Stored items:
-*-
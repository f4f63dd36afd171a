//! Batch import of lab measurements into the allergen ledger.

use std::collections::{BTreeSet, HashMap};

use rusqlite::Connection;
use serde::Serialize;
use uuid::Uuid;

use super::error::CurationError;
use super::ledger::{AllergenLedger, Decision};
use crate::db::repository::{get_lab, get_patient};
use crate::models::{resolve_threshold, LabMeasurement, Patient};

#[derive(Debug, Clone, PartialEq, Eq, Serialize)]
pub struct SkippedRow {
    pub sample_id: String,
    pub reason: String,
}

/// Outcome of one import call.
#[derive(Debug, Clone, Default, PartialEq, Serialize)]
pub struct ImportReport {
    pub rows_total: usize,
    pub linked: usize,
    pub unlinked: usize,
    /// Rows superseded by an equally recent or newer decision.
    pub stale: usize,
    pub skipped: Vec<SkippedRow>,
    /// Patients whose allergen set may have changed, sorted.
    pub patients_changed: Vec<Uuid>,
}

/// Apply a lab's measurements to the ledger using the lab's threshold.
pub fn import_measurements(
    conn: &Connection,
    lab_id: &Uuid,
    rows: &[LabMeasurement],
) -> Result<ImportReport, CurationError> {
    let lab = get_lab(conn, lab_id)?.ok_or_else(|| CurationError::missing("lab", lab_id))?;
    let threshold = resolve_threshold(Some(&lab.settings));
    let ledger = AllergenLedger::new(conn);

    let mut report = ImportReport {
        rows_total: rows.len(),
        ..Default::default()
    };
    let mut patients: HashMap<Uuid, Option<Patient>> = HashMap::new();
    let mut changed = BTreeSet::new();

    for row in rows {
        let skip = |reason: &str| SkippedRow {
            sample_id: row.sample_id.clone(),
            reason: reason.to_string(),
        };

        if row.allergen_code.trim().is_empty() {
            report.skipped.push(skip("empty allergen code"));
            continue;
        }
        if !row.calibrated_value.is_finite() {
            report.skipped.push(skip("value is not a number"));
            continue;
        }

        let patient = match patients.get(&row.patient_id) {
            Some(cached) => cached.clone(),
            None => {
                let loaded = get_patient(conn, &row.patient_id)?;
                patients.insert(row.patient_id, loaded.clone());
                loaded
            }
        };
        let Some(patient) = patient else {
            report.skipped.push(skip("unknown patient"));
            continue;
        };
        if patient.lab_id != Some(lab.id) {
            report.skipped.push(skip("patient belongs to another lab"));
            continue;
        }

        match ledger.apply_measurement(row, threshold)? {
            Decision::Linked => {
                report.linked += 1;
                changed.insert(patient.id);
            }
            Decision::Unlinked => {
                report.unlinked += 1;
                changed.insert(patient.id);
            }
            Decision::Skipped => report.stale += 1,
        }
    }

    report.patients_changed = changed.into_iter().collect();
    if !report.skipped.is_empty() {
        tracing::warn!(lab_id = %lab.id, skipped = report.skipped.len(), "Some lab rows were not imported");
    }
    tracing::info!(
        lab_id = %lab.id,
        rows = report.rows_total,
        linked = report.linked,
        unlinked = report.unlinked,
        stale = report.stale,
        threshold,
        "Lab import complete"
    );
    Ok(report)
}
-*-
**YOUR INSTRUCTIONS**
Your response should hold the lines from the first line of the entries above through the line with "use super::error::CurationError;", each retyped exactly, and nothing else.

**WRITTEN ANSWER**
repository f4f63dd36afd171a
//! Batch import of lab measurements into the allergen ledger.

use std::collections::{BTreeSet, HashMap};

use rusqlite::Connection;
use serde::Serialize;
use uuid::Uuid;

use super::error::CurationError;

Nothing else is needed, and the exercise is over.